**TASK INSTRUCTIONS**:
Below are some records. Print exactly the lines between the one holding "are written to." and the one holding "of bytes written.", inclusive, and nothing else.

SOURCE DATA section start

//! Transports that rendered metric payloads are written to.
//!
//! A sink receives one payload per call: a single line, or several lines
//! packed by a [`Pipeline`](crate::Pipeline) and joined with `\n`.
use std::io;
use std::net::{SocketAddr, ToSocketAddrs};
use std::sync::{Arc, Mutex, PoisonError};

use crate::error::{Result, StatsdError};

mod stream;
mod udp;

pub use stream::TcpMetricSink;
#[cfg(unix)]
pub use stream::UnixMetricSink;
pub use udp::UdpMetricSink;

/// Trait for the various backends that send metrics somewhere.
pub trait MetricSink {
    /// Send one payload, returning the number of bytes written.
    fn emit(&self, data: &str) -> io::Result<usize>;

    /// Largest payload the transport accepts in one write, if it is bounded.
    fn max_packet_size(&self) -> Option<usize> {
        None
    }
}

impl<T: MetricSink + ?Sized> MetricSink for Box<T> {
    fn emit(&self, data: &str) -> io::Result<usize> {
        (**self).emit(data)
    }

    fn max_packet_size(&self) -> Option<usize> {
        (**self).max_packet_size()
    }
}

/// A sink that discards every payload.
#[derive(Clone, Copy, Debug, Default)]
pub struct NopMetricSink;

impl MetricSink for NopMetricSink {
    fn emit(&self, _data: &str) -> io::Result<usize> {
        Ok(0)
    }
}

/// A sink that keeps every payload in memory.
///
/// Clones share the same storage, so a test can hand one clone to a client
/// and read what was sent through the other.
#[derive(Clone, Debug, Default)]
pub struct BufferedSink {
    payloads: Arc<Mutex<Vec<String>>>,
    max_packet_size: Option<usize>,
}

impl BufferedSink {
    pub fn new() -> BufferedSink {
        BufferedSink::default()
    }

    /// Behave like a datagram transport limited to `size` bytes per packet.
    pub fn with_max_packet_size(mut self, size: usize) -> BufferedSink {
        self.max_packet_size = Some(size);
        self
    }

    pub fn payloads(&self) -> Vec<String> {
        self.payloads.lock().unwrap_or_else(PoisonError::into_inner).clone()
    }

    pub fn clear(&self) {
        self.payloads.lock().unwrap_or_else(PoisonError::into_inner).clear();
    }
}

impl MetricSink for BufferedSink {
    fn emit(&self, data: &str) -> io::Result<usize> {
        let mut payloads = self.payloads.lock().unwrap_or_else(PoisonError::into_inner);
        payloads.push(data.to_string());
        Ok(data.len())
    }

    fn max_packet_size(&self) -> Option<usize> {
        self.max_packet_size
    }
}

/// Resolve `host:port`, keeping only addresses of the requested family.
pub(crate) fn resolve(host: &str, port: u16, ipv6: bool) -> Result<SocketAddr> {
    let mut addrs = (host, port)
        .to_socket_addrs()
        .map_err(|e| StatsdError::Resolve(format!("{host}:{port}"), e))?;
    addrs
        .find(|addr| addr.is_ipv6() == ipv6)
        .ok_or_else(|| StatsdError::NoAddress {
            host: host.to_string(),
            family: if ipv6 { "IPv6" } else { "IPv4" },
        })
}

SOURCE DATA section end
SOURCE DATA section start

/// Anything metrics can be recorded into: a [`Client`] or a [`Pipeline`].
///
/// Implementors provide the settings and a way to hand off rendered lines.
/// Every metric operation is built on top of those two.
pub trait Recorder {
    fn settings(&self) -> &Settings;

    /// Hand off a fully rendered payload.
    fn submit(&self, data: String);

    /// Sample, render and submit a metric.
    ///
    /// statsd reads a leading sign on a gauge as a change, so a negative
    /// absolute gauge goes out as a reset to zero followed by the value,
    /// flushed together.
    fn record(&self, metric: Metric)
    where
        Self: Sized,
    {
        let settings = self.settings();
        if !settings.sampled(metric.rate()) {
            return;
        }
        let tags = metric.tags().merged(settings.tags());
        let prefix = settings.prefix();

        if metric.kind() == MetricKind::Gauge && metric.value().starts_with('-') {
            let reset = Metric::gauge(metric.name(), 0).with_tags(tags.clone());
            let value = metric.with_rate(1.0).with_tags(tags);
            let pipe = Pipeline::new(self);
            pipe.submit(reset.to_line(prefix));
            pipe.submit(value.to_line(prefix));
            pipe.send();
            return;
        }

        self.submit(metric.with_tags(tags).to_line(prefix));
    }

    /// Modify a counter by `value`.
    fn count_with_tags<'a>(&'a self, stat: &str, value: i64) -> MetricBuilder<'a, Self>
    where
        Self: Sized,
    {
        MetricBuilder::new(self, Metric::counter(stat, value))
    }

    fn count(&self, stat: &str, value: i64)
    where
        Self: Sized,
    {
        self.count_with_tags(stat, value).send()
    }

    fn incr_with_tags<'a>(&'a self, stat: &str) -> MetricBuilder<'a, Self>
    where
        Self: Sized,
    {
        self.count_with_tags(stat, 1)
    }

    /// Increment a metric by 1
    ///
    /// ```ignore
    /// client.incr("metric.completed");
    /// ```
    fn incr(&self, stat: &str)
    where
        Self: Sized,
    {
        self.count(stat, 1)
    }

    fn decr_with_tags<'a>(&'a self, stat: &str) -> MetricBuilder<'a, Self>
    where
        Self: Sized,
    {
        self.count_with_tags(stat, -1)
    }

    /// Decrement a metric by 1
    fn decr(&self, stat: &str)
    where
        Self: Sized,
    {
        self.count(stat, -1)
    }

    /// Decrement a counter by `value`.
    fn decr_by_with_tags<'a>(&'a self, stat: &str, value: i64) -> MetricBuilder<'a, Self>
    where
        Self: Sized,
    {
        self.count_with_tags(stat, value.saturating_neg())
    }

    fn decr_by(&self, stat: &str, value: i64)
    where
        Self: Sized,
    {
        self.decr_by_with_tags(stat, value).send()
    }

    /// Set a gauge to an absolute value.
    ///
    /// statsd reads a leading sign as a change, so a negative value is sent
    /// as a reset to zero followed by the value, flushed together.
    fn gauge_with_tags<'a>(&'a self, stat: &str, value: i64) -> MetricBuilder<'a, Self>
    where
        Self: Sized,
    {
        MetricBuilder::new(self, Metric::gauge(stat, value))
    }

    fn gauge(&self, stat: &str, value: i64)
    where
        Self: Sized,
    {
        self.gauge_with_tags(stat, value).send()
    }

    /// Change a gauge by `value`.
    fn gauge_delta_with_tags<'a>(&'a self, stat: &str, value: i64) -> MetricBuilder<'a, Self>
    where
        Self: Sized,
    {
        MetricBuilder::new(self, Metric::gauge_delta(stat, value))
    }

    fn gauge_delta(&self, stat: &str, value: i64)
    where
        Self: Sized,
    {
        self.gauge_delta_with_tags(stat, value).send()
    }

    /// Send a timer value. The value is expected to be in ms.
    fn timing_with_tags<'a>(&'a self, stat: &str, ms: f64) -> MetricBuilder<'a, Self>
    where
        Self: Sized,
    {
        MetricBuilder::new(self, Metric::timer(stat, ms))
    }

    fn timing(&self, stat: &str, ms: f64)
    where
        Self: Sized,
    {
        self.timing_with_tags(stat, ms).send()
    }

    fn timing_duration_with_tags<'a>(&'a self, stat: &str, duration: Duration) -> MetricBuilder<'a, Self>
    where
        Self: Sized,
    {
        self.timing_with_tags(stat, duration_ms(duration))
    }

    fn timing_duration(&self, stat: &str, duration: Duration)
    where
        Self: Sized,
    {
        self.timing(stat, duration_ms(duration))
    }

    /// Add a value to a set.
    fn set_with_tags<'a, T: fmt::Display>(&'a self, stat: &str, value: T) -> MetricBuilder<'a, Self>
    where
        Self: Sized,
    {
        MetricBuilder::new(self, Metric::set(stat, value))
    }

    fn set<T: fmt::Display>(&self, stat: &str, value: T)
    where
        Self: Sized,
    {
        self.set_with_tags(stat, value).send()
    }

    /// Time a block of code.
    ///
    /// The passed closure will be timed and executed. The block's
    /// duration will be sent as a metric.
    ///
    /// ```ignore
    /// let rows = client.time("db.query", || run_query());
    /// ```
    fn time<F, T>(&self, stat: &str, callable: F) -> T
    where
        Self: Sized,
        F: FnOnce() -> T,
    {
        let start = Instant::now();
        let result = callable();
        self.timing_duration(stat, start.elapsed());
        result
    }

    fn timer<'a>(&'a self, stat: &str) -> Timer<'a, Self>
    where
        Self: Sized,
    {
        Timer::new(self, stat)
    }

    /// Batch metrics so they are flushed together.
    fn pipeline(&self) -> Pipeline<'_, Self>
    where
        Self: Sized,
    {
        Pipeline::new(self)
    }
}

SOURCE DATA section end

**ANSWER BOX**:
//! Transports that rendered metric payloads are written to.
//!
//! A sink receives one payload per call: a single line, or several lines
//! packed by a [`Pipeline`](crate::Pipeline) and joined with `\n`.
use std::io;
use std::net::{SocketAddr, ToSocketAddrs};
use std::sync::{Arc, Mutex, PoisonError};

use crate::error::{Result, StatsdError};

mod stream;
mod udp;

pub use stream::TcpMetricSink;
#[cfg(unix)]
pub use stream::UnixMetricSink;
pub use udp::UdpMetricSink;

/// Trait for the various backends that send metrics somewhere.
pub trait MetricSink {
    /// Send one payload, returning the number of bytes written.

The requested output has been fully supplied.